WORK INSTRUCTIONS => What you give back should match the records word for word.

(Saved entries)
***

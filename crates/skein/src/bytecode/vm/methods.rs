//! Methods of builtin types, called through `HeapData::BuiltinMethod` or `str.upper(s)`.

use super::VM;
use crate::{
    args::ArgValues,
    builtins::{Builtins, Stream},
    exception_private::{ExcType, RunError, RunResult},
    heap::{HeapData, HeapId},
    intern::StringId,
    io::PrintWriter,
    resource::ResourceTracker,
    tracer::VmTracer,
    types::{
        Property, Type, bytes, dict, list,
        number::{Number, bit_length},
        set, str,
    },
    value::Value,
};

impl<T: ResourceTracker, P: PrintWriter, Tr: VmTracer> VM<'_, T, P, Tr> {
    /// Calls builtin method `name` of `receiver`.
    pub(crate) fn call_builtin_method(&mut self, receiver: Value, name: StringId, args: ArgValues) -> RunResult<Value> {
        let method = self.interns.get_str(name).to_owned();
        if let Value::Builtin(Builtins::Stream(stream)) = receiver {
            return self.stream_method(stream, &method, args);
        }
        let Some(ty) = self.builtin_type(receiver) else {
            return Err(ExcType::attribute_error(self.type_name(receiver), &method));
        };
        match ty {
            Type::Str => str::call_method(self, receiver, &method, args),
            Type::Bytes => bytes::call_method(self, receiver, &method, args),
            Type::List => list::call_list_method(self, heap_id(receiver)?, &method, args),
            Type::Tuple => list::call_tuple_method(self, heap_id(receiver)?, &method, args),
            Type::Dict => dict::call_method(self, heap_id(receiver)?, &method, args),
            Type::Set | Type::FrozenSet => set::call_method(self, heap_id(receiver)?, &method, args),
            Type::Int | Type::Bool | Type::Float => self.number_method(receiver, ty, &method, args),
            Type::Generator => self.generator_method(heap_id(receiver)?, &method, args),
            Type::Property => self.property_method(heap_id(receiver)?, &method, args),
            _ => Err(ExcType::attribute_error(ty.name(), &method)),
        }
    }

    /// An unbound method of a builtin type, e.g. `str.upper("a")`: the first argument is the
    /// receiver and must be an instance of `ty`.
    pub(crate) fn call_type_method(&mut self, ty: Type, name: StringId, mut args: ArgValues) -> RunResult<Value> {
        let method = self.interns.get_str(name);
        if args.positional.is_empty() {
            return Err(ExcType::type_error(format!(
                "unbound method {}.{method}() needs an argument",
                ty.name()
            )));
        }
        let receiver = args.positional.remove(0);
        if !self.builtin_type(receiver).is_some_and(|actual| actual.is_subtype_of(ty)) {
            return Err(ExcType::type_error(format!(
                "descriptor '{method}' for '{}' objects doesn't apply to a '{}' object",
                ty.name(),
                self.type_name(receiver)
            )));
        }
        self.call_builtin_method(receiver, name, args)
    }

    fn number_method(&mut self, receiver: Value, ty: Type, method: &str, args: ArgValues) -> RunResult<Value> {
        let qualified = format!("{}.{method}", ty.name());
        args.check_zero_args(&qualified, &self.interns)?;
        let number = self
            .number(receiver)
            .ok_or_else(|| RunError::internal("number method on a non-number"))?;
        match (method, number) {
            ("conjugate", Number::Float(f)) => Ok(Value::Float(f)),
            ("conjugate", number) => Ok(self.number_value(number)?),
            ("is_integer", Number::Float(f)) => Ok(Value::Bool(f.is_finite() && f.fract() == 0.0)),
            ("bit_length", number) if !number.is_float() => {
                let value = number.to_bigint().unwrap_or_default();
                Ok(Value::Int(i64::try_from(bit_length(&value)).unwrap_or(i64::MAX)))
            }
            _ => Err(ExcType::attribute_error(ty.name(), method)),
        }
    }

    fn generator_method(&mut self, id: HeapId, method: &str, args: ArgValues) -> RunResult<Value> {
        let qualified = format!("generator.{method}");
        match method {
            "send" => {
                let value = args.get_one_arg(&qualified, &self.interns)?;
                self.generator_send(id, value)
            }
            "throw" => {
                let values = args.get_range(&qualified, 1, 3, &self.interns)?;
                // the legacy (type, value, traceback) form raises the value when one is given
                let exc = match values.get(1) {
                    Some(value) if !value.is_none() => *value,
                    _ => values[0],
                };
                self.generator_throw(id, exc)
            }
            "close" => {
                args.check_zero_args(&qualified, &self.interns)?;
                self.generator_close(id)
            }
            _ => Err(ExcType::attribute_error("generator", method)),
        }
    }

    /// `prop.setter(f)` and `prop.getter(f)` return a copy with one accessor replaced.
    fn property_method(&mut self, id: HeapId, method: &str, args: ArgValues) -> RunResult<Value> {
        let HeapData::Property(current) = self.heap.get(id) else {
            return Err(RunError::internal("property method on a non-property"));
        };
        let current = *current;
        let func = args.get_one_arg(&format!("property.{method}"), &self.interns)?;
        let property = match method {
            "setter" => Property {
                fget: current.fget,
                fset: func,
            },
            "getter" => Property {
                fget: func,
                fset: current.fset,
            },
            _ => return Err(ExcType::attribute_error("property", method)),
        };
        Ok(Value::Ref(self.alloc(HeapData::Property(property))?))
    }

    /// `sys.stdout.write(text)` and friends.
    fn stream_method(&mut self, stream: Stream, method: &str, args: ArgValues) -> RunResult<Value> {
        match method {
            "write" => {
                let text = args.get_one_arg("write", &self.interns)?;
                let Some(text) = self.as_str(text).map(ToOwned::to_owned) else {
                    return Err(ExcType::type_error(format!(
                        "write() argument must be str, not {}",
                        self.type_name(text)
                    )));
                };
                let written = str::char_len(&text);
                match stream {
                    Stream::Stdout => self.print.stdout_write(text.into())?,
                    Stream::Stderr => self.print.stderr_write(text.into())?,
                }
                Ok(Value::Int(i64::try_from(written).unwrap_or(i64::MAX)))
            }
            "flush" => {
                args.check_zero_args("flush", &self.interns)?;
                self.print.flush()?;
                Ok(Value::None)
            }
            _ => Err(ExcType::attribute_error(Type::TextIO.name(), method)),
        }
    }
}

fn heap_id(value: Value) -> RunResult<HeapId> {
    value
        .ref_id()
        .ok_or_else(|| RunError::internal("builtin method receiver is not on the heap"))
}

***

SOLUTION FOR THIS TASK =>
filename crates/skein/src/bytecode/vm/methods.rs
//! Methods of builtin types, called through `HeapData::BuiltinMethod` or `str.upper(s)`.

use super::VM;
use crate::{
    args::ArgValues,
    builtins::{Builtins, Stream},
    exception_private::{ExcType, RunError, RunResult},
    heap::{HeapData, HeapId},
    intern::StringId,
    io::PrintWriter,
    resource::ResourceTracker,
    tracer::VmTracer,
    types::{
        Property, Type, bytes, dict, list,
        number::{Number, bit_length},
        set, str,
    },
    value::Value,
};

impl<T: ResourceTracker, P: PrintWriter, Tr: VmTracer> VM<'_, T, P, Tr> {
    /// Calls builtin method `name` of `receiver`.
    pub(crate) fn call_builtin_method(&mut self, receiver: Value, name: StringId, args: ArgValues) -> RunResult<Value> {
        let method = self.interns.get_str(name).to_owned();
        if let Value::Builtin(Builtins::Stream(stream)) = receiver {
            return self.stream_method(stream, &method, args);
        }
        let Some(ty) = self.builtin_type(receiver) else {
            return Err(ExcType::attribute_error(self.type_name(receiver), &method));
        };
        match ty {
            Type::Str => str::call_method(self, receiver, &method, args),
            Type::Bytes => bytes::call_method(self, receiver, &method, args),
            Type::List => list::call_list_method(self, heap_id(receiver)?, &method, args),
            Type::Tuple => list::call_tuple_method(self, heap_id(receiver)?, &method, args),
            Type::Dict => dict::call_method(self, heap_id(receiver)?, &method, args),
            Type::Set | Type::FrozenSet => set::call_method(self, heap_id(receiver)?, &method, args),
            Type::Int | Type::Bool | Type::Float => self.number_method(receiver, ty, &method, args),
            Type::Generator => self.generator_method(heap_id(receiver)?, &method, args),
            Type::Property => self.property_method(heap_id(receiver)?, &method, args),
            _ => Err(ExcType::attribute_error(ty.name(), &method)),
        }
    }

    /// An unbound method of a builtin type, e.g. `str.upper("a")`: the first argument is the
    /// receiver and must be an instance of `ty`.
    pub(crate) fn call_type_method(&mut self, ty: Type, name: StringId, mut args: ArgValues) -> RunResult<Value> {
        let method = self.interns.get_str(name);
        if args.positional.is_empty() {
            return Err(ExcType::type_error(format!(
                "unbound method {}.{method}() needs an argument",
                ty.name()
            )));
        }
        let receiver = args.positional.remove(0);
        if !self.builtin_type(receiver).is_some_and(|actual| actual.is_subtype_of(ty)) {
            return Err(ExcType::type_error(format!(
                "descriptor '{method}' for '{}' objects doesn't apply to a '{}' object",
                ty.name(),
                self.type_name(receiver)
            )));
        }
        self.call_builtin_method(receiver, name, args)
    }

    fn number_method(&mut self, receiver: Value, ty: Type, method: &str, args: ArgValues) -> RunResult<Value> {
        let qualified = format!("{}.{method}", ty.name());
        args.check_zero_args(&qualified, &self.interns)?;
        let number = self
            .number(receiver)
            .ok_or_else(|| RunError::internal("number method on a non-number"))?;
        match (method, number) {
            ("conjugate", Number::Float(f)) => Ok(Value::Float(f)),
            ("conjugate", number) => Ok(self.number_value(number)?),
            ("is_integer", Number::Float(f)) => Ok(Value::Bool(f.is_finite() && f.fract() == 0.0)),
            ("bit_length", number) if !number.is_float() => {
                let value = number.to_bigint().unwrap_or_default();
                Ok(Value::Int(i64::try_from(bit_length(&value)).unwrap_or(i64::MAX)))
            }
            _ => Err(ExcType::attribute_error(ty.name(), method)),
        }
    }

    fn generator_method(&mut self, id: HeapId, method: &str, args: ArgValues) -> RunResult<Value> {
        let qualified = format!("generator.{method}");
        match method {
            "send" => {
                let value = args.get_one_arg(&qualified, &self.interns)?;
                self.generator_send(id, value)
            }
            "throw" => {
                let values = args.get_range(&qualified, 1, 3, &self.interns)?;
                // the legacy (type, value, traceback) form raises the value when one is given
                let exc = match values.get(1) {
                    Some(value) if !value.is_none() => *value,
                    _ => values[0],
                };
                self.generator_throw(id, exc)
            }
            "close" => {
                args.check_zero_args(&qualified, &self.interns)?;
                self.generator_close(id)
            }
            _ => Err(ExcType::attribute_error("generator", method)),
        }
    }

    /// `prop.setter(f)` and `prop.getter(f)` return a copy with one accessor replaced.
    fn property_method(&mut self, id: HeapId, method: &str, args: ArgValues) -> RunResult<Value> {
        let HeapData::Property(current) = self.heap.get(id) else {
            return Err(RunError::internal("property method on a non-property"));
        };
        let current = *current;
        let func = args.get_one_arg(&format!("property.{method}"), &self.interns)?;
        let property = match method {
            "setter" => Property {
                fget: current.fget,
                fset: func,
            },
            "getter" => Property {
                fget: func,
                fset: current.fset,
            },
            _ => return Err(ExcType::attribute_error("property", method)),
        };
        Ok(Value::Ref(self.alloc(HeapData::Property(property))?))
    }

    /// `sys.stdout.write(text)` and friends.
    fn stream_method(&mut self, stream: Stream, method: &str, args: ArgValues) -> RunResult<Value> {
        match method {
            "write" => {
                let text = args.get_one_arg("write", &self.interns)?;
                let Some(text) = self.as_str(text).map(ToOwned::to_owned) else {
                    return Err(ExcType::type_error(format!(
                        "write() argument must be str, not {}",
                        self.type_name(text)
                    )));
                };
                let written = str::char_len(&text);
                match stream {
                    Stream::Stdout => self.print.stdout_write(text.into())?,
                    Stream::Stderr => self.print.stderr_write(text.into())?,
                }
                Ok(Value::Int(i64::try_from(written).unwrap_or(i64::MAX)))
            }
            "flush" => {
                args.check_zero_args("flush", &self.interns)?;
                self.print.flush()?;
                Ok(Value::None)
            }
            _ => Err(ExcType::attribute_error(Type::TextIO.name(), method)),
        }
    }
}

fn heap_id(value: Value) -> RunResult<HeapId> {
    value
        .ref_id()
        .ok_or_else(|| RunError::internal("builtin method receiver is not on the heap"))
}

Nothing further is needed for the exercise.